MLIRD hears concerns over December vote
Also passes 2020 budget
MOSES LAKE — Directors overseeing the Moses Lake Irrigation and Rehabilitation District passed a 2020 budget and elected new officers for the year on Tuesday, but they also faced concerns from a former director about last year’s election.
Directors unanimously approved the district’s $1.7 million budget for 2020, which includes $150,000 to $200,000 for testing alum treatments to control phosphorus levels in the lake. The budget also includes $200,000 to $250,000 to move about 75,000 cubic yards of dredgings that have accumulated north of Broadway just south of state Route 17.
“We promised we would do that, the city (of Moses Lake) wanted it moved before we do anything else,” said General Manager Chris Overland during a regular board meeting Tuesday evening.
As part of the budget, directors also approved a district-wide 2020 assessment of 80 cents for $1,000 of assessed value, down from $1 in 2019, to fund MLIRD operations.
The MLIRD has agreed to provide most of the soil from recent dredging operations to the Port of Moses Lake, but it is also willing to let anyone who wants to have soil take it away in order for MLIRD to save a little on the cost of hauling.
“The port will take all that we have left,” said Bill Bailey, who was elected president of the board on Tuesday.
Board members also heard from former board member and chairman Mick Hansen, who said he is concerned that Jeff Foster’s property was not correctly annexed into the district late last summer and that he was not legally entitled to stand for election to the board.
“Both the election itself and the way the property was brought into the district were unusual,” Hansen told board members.
While he added he didn’t think it was illegal, he then proceeded to contest the legality and propriety of the process by which Foster’s property was brought into the MLIRD.
Hansen has also been suing the district since 2014, claiming the board has approved assessments greater than state law allows and that board directors are not elected properly.
Foster was a member of the board and its chairman until late last July, when he sold a property within the district boundaries before a second property he owned could be annexed into the district. After that parcel was annexed into the district on Aug. 13, Foster filed to run for the seat.

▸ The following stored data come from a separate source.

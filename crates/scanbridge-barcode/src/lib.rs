//! Barcode scanner adapter.
//!
//! Wraps a [`ScannerSdk`] handle and adapts it to the bridge's event-sink
//! convention: enumeration refreshes a cached descriptor snapshot, sessions
//! are requested by numeric scanner identifier, and decoded barcodes are
//! forwarded to the sink as [`BridgeEvent::BarcodeScanned`].
//!
//! The adapter keeps the source integration's error policy: vendor failures
//! never propagate past this layer. Enumeration failures yield an empty
//! list, session failures yield `false`, and both are logged.

use tokio::sync::mpsc;
use tokio::task::JoinHandle;
use tracing::{debug, warn};

use scanbridge_core::{BridgeEvent, Result, ScannerDescriptor};
use scanbridge_sdk::{ScannerEventMask, ScannerSdk, ScannerSdkEvent, TransportMode};

/// Adapter over the vendor barcode scanner SDK.
///
/// Owns the SDK handle and the sink half of the bridge event channel. The
/// SDK is initialized on the first enumeration call and reused afterwards.
pub struct BarcodeAdapter<S: ScannerSdk> {
    sdk: S,
    sink: mpsc::Sender<BridgeEvent>,

    /// Cached enumeration snapshot, overwritten wholesale on each call.
    scanners: Vec<ScannerDescriptor>,

    initialized: bool,
    forwarder: Option<JoinHandle<()>>,
}

impl<S: ScannerSdk> BarcodeAdapter<S> {
    /// Create an adapter that forwards decoded barcodes into `sink`.
    pub fn new(sdk: S, sink: mpsc::Sender<BridgeEvent>) -> Self {
        Self {
            sdk,
            sink,
            scanners: Vec::new(),
            initialized: false,
            forwarder: None,
        }
    }

    /// Refresh and return the cached scanner list.
    ///
    /// The first call initializes the vendor handle: both transport modes
    /// are enabled, the fixed five-category event mask is subscribed, the
    /// decode forwarder is spawned, and scanner auto-detection is turned on.
    /// A vendor failure is logged and yields an empty list.
    pub async fn enumerate(&mut self) -> &[ScannerDescriptor] {
        if !self.initialized {
            if let Err(error) = self.initialize().await {
                warn!(%error, "scanner SDK initialization failed");
            }
        }

        self.scanners.clear();
        match self.sdk.available_scanners().await {
            Ok(scanners) => self.scanners = scanners,
            Err(error) => warn!(%error, "scanner enumeration failed"),
        }
        &self.scanners
    }

    async fn initialize(&mut self) -> Result<()> {
        self.sdk
            .set_operational_mode(TransportMode::BluetoothNormal)
            .await?;
        self.sdk.set_operational_mode(TransportMode::UsbCdc).await?;

        let mask = ScannerEventMask::APPEARANCE
            | ScannerEventMask::DISAPPEARANCE
            | ScannerEventMask::SESSION_ESTABLISHMENT
            | ScannerEventMask::SESSION_TERMINATION
            | ScannerEventMask::BARCODE;
        let events = self.sdk.subscribe_events(mask).await?;
        self.forwarder = Some(tokio::spawn(forward_decodes(events, self.sink.clone())));

        self.sdk.enable_scanner_detection(true).await?;
        self.initialized = true;
        Ok(())
    }

    /// Request a communication session with a scanner.
    ///
    /// A scanner that is cached as active is reported connected without a
    /// new session request. Any SDK error is logged and mapped to `false`.
    pub async fn connect(&mut self, scanner_id: u32) -> bool {
        if let Some(scanner) = self.scanners.iter().find(|s| s.id == scanner_id)
            && scanner.active
        {
            debug!(scanner_id, "session already active");
            return true;
        }

        match self.sdk.establish_session(scanner_id).await {
            Ok(status) => status.is_success(),
            Err(error) => {
                warn!(%error, scanner_id, "session request failed");
                false
            }
        }
    }

    /// Currently cached scanner snapshot.
    pub fn scanners(&self) -> &[ScannerDescriptor] {
        &self.scanners
    }

    /// Names from the currently cached snapshot.
    pub fn scanner_names(&self) -> Vec<String> {
        self.scanners.iter().map(|s| s.name.clone()).collect()
    }

    /// First cached scanner with this name, if any.
    pub fn find_by_name(&self, name: &str) -> Option<&ScannerDescriptor> {
        self.scanners.iter().find(|s| s.name == name)
    }

    /// Release the SDK subscription and stop decode forwarding.
    ///
    /// Never fails; a later enumeration re-initializes the handle.
    pub fn teardown(&mut self) {
        if let Some(forwarder) = self.forwarder.take() {
            forwarder.abort();
        }
        self.initialized = false;
    }
}

impl<S: ScannerSdk> Drop for BarcodeAdapter<S> {
    fn drop(&mut self) {
        self.teardown();
    }
}

/// Forward decoded barcodes from the SDK event stream into the sink.
///
/// The vendor delivers raw bytes; conversion is lossy UTF-8. Other event
/// categories are subscribed but carry no behavior in this adapter.
async fn forward_decodes(
    mut events: mpsc::Receiver<ScannerSdkEvent>,
    sink: mpsc::Sender<BridgeEvent>,
) {
    while let Some(event) = events.recv().await {
        match event {
            ScannerSdkEvent::Barcode { data, .. } => {
                let decoded = String::from_utf8_lossy(&data).into_owned();
                if sink.send(BridgeEvent::BarcodeScanned(decoded)).await.is_err() {
                    debug!("event sink closed, stopping decode forwarding");
                    break;
                }
            }
            other => debug!(?other, "scanner SDK notification"),
        }
    }
}
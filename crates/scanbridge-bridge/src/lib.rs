//! Host-facing bridge over the vendor barcode scanner and RFID reader SDKs.
//!
//! This crate ties the adapter layer together: a [`Bridge`] owns a
//! [`BarcodeAdapter`](scanbridge_barcode::BarcodeAdapter) and an
//! [`RfidAdapter`](scanbridge_rfid::RfidAdapter) and runs them on its own
//! task, while the host application talks to a [`BridgeHandle`]:
//!
//! - [`BridgeHandle::all_devices`] enumerates the discoverable scanners.
//! - [`BridgeHandle::connect_to_device`] queues establishment of the dual
//!   barcode/RFID session for a device name.
//! - [`BridgeHandle::recv`] yields connection status, decoded barcodes, and
//!   tag batches as [`BridgeEvent`](scanbridge_core::BridgeEvent)s.
//!
//! The [`wire`] module maps each event onto its named host channel with the
//! `{ "data": ... }` payload envelope.

pub mod bridge;
pub mod wire;

pub use bridge::{Bridge, BridgeHandle};
pub use wire::WireEvent;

He was elected in December.
On Tuesday, Hansen said the MLIRD failed to adequately notify Foster’s neighbors about the annexation or adequately publicize the public hearing, noting that the district published its legal notice in the Grant County Journal in Ephrata — far from any properties in the MLIRD.
“You want people to see your notices and you put them in the Grant County Journal,” Hansen said.
“The notice was published the same way bond and special elections are,” responded Brian Iller, the district’s attorney.
Hansen also said he found no evidence, either in the minutes or a recording of the Aug. 13 meeting, that a public hearing was held. However, Iller said it is typical that no one from the public attends public hearings.
“We always ask if someone wants to protest, or submit something in writing,” Iller said. “There was no hearing because there was no one there to protest.”
Board member Kris Dexter asked Hansen to summarize his concerns about the entire process in writing so the board would have something to review.